◆ Activity:
Quote exactly and only this range of lines in the data below: the line that holds "is positioned vertically." to the line that holds "pub struct TextStyle", both included.

◆ Excerpted data:
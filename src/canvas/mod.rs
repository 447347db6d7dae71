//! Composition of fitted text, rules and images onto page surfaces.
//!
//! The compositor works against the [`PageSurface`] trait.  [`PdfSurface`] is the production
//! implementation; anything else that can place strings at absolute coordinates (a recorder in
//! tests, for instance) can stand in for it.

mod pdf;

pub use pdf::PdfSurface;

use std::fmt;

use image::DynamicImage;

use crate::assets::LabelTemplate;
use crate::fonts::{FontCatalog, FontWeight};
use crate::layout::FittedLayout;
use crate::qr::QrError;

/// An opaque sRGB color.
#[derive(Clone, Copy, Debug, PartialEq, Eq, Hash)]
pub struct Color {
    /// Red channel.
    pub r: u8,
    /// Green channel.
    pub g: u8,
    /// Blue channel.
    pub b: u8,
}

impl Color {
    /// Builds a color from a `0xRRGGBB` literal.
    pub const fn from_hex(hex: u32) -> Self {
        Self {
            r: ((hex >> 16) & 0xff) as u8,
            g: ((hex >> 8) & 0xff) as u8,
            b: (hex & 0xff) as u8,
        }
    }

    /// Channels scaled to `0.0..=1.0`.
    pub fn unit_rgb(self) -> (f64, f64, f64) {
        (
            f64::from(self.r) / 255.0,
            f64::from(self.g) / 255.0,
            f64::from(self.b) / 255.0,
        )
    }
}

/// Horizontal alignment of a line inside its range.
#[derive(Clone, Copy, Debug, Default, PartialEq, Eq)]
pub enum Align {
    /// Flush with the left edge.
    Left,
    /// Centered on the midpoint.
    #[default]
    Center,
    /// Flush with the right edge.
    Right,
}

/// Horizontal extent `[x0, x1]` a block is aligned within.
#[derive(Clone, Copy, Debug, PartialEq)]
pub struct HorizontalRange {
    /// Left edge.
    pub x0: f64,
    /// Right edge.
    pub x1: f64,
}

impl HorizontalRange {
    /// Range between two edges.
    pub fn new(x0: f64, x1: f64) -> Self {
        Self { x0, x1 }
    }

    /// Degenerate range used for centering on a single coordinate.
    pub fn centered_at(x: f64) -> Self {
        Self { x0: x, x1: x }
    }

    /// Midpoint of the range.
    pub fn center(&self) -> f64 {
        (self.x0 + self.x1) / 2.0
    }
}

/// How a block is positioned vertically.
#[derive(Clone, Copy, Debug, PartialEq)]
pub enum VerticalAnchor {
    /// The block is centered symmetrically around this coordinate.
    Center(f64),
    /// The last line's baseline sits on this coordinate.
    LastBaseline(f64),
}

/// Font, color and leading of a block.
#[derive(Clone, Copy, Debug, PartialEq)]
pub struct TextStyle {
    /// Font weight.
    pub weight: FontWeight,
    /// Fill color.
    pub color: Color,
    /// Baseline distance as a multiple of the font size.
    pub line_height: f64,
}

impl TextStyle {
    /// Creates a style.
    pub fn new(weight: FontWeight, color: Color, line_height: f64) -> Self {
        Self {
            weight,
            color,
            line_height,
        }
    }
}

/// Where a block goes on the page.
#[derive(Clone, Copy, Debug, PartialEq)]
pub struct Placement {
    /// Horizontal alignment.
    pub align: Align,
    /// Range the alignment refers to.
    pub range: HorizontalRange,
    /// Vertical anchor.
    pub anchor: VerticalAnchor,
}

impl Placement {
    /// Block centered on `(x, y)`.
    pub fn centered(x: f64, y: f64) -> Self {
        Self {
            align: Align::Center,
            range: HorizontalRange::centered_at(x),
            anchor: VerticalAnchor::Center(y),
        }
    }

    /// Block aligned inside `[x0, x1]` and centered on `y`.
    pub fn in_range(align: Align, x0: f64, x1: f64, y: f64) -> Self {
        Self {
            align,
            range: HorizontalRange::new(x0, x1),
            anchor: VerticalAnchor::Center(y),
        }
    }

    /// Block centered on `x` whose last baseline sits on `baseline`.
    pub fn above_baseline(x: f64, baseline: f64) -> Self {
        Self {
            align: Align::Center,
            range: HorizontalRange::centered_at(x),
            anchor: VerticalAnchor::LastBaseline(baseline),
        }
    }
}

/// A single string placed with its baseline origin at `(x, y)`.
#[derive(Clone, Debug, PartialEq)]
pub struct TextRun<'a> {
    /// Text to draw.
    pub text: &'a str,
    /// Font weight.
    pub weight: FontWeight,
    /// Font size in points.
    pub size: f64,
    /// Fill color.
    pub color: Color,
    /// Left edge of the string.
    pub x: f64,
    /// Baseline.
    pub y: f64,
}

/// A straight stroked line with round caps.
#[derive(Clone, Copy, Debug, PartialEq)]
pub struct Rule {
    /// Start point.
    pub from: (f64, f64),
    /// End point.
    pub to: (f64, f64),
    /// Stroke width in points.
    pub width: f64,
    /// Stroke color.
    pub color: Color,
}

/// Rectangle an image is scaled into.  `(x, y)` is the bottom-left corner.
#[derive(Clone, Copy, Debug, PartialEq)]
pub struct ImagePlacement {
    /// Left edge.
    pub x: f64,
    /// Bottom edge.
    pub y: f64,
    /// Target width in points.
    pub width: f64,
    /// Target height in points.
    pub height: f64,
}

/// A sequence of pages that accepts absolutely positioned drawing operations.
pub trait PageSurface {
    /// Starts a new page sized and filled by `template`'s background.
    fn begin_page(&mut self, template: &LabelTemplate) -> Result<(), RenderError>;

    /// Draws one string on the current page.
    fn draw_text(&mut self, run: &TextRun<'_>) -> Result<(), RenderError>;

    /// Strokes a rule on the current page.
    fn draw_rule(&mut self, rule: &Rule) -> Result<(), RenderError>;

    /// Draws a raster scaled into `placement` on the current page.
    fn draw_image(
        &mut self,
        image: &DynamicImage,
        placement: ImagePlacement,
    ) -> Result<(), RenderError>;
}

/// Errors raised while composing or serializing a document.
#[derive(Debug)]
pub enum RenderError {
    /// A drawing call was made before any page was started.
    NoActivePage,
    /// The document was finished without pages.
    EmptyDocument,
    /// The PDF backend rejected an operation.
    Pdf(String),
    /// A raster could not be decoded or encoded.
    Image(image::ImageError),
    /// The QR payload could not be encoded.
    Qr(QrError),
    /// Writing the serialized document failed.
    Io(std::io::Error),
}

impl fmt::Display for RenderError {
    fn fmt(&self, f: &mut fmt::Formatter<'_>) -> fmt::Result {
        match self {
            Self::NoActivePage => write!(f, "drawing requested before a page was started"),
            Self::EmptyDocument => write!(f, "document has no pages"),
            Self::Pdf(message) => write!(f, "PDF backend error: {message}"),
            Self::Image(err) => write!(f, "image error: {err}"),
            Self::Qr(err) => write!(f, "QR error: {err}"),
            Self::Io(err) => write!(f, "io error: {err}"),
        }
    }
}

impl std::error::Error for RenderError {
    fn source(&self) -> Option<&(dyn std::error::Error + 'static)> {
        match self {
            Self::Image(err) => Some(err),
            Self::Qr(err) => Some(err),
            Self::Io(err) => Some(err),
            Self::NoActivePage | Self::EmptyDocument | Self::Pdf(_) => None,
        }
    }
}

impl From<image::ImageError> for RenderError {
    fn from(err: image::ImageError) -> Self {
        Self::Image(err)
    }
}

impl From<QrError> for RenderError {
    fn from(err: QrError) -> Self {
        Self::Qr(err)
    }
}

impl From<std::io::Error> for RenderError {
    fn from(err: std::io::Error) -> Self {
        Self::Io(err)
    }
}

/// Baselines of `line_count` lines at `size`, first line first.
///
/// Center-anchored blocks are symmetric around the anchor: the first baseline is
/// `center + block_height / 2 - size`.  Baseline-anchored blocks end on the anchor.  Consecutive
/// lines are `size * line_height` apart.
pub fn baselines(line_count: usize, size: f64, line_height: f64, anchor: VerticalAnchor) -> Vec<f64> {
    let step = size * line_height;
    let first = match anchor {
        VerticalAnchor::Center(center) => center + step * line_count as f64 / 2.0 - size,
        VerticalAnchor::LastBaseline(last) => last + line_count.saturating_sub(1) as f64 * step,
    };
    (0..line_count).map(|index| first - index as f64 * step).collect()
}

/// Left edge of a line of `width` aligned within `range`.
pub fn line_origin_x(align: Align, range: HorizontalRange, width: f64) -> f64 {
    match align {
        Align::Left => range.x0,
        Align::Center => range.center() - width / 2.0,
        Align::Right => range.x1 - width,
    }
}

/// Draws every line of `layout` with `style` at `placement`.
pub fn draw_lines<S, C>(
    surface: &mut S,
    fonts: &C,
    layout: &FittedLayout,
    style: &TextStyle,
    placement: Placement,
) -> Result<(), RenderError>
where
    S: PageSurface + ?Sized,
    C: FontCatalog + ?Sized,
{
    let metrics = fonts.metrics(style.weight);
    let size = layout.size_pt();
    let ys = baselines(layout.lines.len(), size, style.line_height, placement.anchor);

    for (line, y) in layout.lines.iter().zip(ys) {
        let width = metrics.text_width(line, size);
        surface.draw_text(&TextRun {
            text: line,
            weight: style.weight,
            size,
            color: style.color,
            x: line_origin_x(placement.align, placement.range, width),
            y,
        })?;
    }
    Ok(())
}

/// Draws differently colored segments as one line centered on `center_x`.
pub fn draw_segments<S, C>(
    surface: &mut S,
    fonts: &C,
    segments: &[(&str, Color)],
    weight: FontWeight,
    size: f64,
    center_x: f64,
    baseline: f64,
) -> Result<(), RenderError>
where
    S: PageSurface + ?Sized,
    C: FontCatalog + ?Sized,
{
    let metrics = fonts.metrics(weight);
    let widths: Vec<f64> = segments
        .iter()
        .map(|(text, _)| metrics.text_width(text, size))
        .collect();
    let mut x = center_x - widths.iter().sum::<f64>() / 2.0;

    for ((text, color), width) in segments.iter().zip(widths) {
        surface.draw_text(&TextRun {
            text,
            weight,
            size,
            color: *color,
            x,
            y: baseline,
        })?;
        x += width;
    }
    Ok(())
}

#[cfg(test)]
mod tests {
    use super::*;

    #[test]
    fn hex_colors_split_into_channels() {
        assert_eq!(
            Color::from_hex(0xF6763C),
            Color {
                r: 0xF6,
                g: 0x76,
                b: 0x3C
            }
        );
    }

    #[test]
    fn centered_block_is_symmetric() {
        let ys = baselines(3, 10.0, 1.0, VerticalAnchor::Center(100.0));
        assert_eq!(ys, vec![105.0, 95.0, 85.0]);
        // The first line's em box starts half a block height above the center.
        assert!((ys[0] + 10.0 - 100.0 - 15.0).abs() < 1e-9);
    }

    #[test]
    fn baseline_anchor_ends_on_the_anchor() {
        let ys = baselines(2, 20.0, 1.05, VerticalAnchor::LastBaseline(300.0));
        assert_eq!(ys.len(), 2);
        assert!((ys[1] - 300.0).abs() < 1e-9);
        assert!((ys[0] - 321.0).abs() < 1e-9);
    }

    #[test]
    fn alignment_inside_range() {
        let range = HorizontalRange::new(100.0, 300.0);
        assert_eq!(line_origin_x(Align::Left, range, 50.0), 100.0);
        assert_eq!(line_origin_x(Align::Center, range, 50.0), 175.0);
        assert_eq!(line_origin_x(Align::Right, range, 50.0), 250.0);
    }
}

◆ Answer section:
/// How a block is positioned vertically.
#[derive(Clone, Copy, Debug, PartialEq)]
pub enum VerticalAnchor {
    /// The block is centered symmetrically around this coordinate.
    Center(f64),
    /// The last line's baseline sits on this coordinate.
    LastBaseline(f64),
}

/// Font, color and leading of a block.
#[derive(Clone, Copy, Debug, PartialEq)]
pub struct TextStyle {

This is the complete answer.